Puny_T-Rex_Arms said:


> Be careful with this word _addiction_... most people are addicted to their phones, which one could argue also interferes in relationships in a big way.


Phones do interfere with relationships. No argument there. 

Porn can be an addiction that interferes with normal sexual relations.


----------



## Puny_T-Rex_Arms (Apr 20, 2017)

> You seem very unsure about what you have the right to ask for in marriage.


WOW. Lady, there are no "rights" in marriage.
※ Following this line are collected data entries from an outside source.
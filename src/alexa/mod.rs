//! Remote-control client for the Alexa cloud API.
//!
//! This module provides:
//! - `AlexaClient`: one authenticated HTTP session against the Alexa API
//! - `commands`: the sequence command catalog and envelope builder
//! - `Credentials`: cookie/CSRF extraction from the persisted blob
//!
//! The login flow itself is not implemented here; a cookie produced by the
//! external login helper is the only way in.

pub mod client;
pub mod commands;
pub mod credentials;
pub mod error;

pub use client::AlexaClient;
pub use credentials::Credentials;
pub use error::AlexaError;
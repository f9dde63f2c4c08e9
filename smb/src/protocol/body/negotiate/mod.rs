mod negotiate;
mod security_mode;

pub type SMBNegotiateRequest = negotiate::SMBNegotiateRequest;
pub type SMBNegotiateResponse = negotiate::SMBNegotiateResponse;

pub type SecurityMode = security_mode::SecurityMode;

pub use negotiate::NT_LM_DIALECT;
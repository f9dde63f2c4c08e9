macro_rules! impl_smb_byte_size_for_bitflag {(
    $($t:ty)*
) => (
    $(
        impl ::smb_core::SMBByteSize for $t {
            fn smb_byte_size(&self) -> usize {
                std::mem::size_of_val(&self.bits())
            }
        }
    )*
)}

macro_rules! impl_smb_from_bytes_for_bitflag {(
    $($t:ty)*
) => (
    $(
        impl ::smb_core::SMBFromBytes for $t {
            fn smb_from_bytes(input: &[u8]) -> ::smb_core::SMBParseResult<&[u8], Self> {
                let (remaining, bits) = <<$t as ::bitflags::Flags>::Bits as ::smb_core::SMBFromBytes>::smb_from_bytes(input)?;
                Ok((remaining, Self::from_bits_truncate(bits)))
            }
        }
    )*
)}

macro_rules! impl_smb_to_bytes_for_bitflag {(
    $($t:ty)*
) => (
    $(
        impl ::smb_core::SMBToBytes for $t {
            fn smb_to_bytes(&self) -> Vec<u8> {
                ::smb_core::SMBToBytes::smb_to_bytes(&self.bits())
            }
        }
    )*
)}

pub(crate) use impl_smb_byte_size_for_bitflag;
pub(crate) use impl_smb_from_bytes_for_bitflag;
pub(crate) use impl_smb_to_bytes_for_bitflag;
People can and will do whatever they want. The word _rights_ is just a nice word in the real world.


----------



## TheTruthHurts (Oct 1, 2015)

EleGirl said:


> It is not true that most wives are not ready and willing to have sex with their husband. Perpetuating this stereo type does not help anyone.
> 
> 
> 
> About as many men chose to make their marriages sexless, or near sexless, as women do.




Telling the truth is very important. It is not a stereotype and I was talking from my personal experience and the experience of a majority of men I know and on TAM. 

Your opinion is exactly that - your opinion. My opinion is exactly that - my opinion. What doesn't help is dismissing other TAM members views. What does help is expressing your own.

OP there is much more to this than just watching porn. Many men see things in porn that arouse them that they don't see in their home. I'll give you an example.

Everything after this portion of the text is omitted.